- _WORK REQUEST_:
No line before the one containing "let assigned = auto_assign(&state).await?;" is to be output; retype exactly that line and all lines that follow it to the end of the records.

◆ ◆ ◆ ◆ ◆ ◆ ◆

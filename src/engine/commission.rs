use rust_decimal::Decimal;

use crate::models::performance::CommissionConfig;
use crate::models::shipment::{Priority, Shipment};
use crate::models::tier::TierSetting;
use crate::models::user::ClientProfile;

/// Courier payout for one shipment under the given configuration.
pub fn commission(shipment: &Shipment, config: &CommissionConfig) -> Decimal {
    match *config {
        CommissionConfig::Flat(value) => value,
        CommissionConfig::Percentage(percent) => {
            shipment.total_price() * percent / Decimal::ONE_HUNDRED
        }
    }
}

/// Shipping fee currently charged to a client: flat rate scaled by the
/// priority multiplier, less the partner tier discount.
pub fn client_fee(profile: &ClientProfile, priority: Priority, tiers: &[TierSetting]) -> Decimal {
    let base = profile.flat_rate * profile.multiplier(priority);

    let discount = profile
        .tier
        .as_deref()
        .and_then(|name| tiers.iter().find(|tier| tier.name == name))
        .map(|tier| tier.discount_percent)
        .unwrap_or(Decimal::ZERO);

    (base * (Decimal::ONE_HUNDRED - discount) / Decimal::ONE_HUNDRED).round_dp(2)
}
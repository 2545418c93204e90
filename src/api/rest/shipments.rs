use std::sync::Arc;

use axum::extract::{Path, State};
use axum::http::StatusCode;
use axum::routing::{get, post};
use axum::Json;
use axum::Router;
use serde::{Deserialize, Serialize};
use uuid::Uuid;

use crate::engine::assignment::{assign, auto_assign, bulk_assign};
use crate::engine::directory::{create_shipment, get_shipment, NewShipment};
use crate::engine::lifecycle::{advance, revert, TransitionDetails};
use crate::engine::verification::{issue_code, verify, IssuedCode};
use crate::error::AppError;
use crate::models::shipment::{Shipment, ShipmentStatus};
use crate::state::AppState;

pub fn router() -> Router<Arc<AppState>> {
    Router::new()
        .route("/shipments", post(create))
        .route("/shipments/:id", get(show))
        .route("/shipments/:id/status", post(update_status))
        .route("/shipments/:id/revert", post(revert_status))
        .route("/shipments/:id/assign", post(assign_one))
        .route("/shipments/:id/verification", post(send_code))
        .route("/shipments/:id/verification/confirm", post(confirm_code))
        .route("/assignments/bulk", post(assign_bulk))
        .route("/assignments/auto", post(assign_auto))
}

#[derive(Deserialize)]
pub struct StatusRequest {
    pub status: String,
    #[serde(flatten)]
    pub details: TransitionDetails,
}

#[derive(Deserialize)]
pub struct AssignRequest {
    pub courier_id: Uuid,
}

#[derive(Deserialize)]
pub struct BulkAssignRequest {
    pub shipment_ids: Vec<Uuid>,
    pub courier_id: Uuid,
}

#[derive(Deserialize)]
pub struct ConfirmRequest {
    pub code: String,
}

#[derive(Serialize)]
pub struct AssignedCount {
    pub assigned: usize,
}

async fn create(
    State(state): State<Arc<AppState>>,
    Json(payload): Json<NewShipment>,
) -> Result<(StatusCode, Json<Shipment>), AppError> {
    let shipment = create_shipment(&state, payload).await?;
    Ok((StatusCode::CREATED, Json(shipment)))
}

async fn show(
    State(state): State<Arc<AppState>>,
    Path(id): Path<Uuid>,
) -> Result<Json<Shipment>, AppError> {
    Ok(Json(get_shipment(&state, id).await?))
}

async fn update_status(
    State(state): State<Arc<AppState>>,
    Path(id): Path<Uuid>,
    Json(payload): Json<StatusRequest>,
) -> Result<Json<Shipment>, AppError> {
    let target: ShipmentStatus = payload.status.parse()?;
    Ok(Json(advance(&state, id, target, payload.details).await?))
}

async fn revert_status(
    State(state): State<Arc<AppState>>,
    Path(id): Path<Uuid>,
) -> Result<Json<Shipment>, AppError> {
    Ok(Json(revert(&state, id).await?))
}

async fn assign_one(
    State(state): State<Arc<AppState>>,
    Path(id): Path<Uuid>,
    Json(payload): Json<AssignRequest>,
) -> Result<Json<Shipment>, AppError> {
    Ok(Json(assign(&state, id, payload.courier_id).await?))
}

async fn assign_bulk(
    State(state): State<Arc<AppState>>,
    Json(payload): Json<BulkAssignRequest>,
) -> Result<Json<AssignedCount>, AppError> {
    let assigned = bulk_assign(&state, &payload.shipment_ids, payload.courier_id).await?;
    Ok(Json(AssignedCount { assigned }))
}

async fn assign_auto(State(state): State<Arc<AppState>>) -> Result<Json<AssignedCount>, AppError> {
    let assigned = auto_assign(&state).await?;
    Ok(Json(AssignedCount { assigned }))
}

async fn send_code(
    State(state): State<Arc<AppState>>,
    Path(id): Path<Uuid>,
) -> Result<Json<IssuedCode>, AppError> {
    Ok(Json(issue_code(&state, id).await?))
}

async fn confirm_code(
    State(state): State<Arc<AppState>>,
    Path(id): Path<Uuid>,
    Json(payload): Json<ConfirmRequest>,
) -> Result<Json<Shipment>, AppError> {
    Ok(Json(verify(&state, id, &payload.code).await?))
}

◆ ◆ ◆ ◆ ◆ ◆ ◆

- _SOLUTION TO THIS TASK_:
    let assigned = auto_assign(&state).await?;
    Ok(Json(AssignedCount { assigned }))
}

async fn send_code(
    State(state): State<Arc<AppState>>,
    Path(id): Path<Uuid>,
) -> Result<Json<IssuedCode>, AppError> {
    Ok(Json(issue_code(&state, id).await?))
}

async fn confirm_code(
    State(state): State<Arc<AppState>>,
    Path(id): Path<Uuid>,
    Json(payload): Json<ConfirmRequest>,
) -> Result<Json<Shipment>, AppError> {
    Ok(Json(verify(&state, id, &payload.code).await?))
}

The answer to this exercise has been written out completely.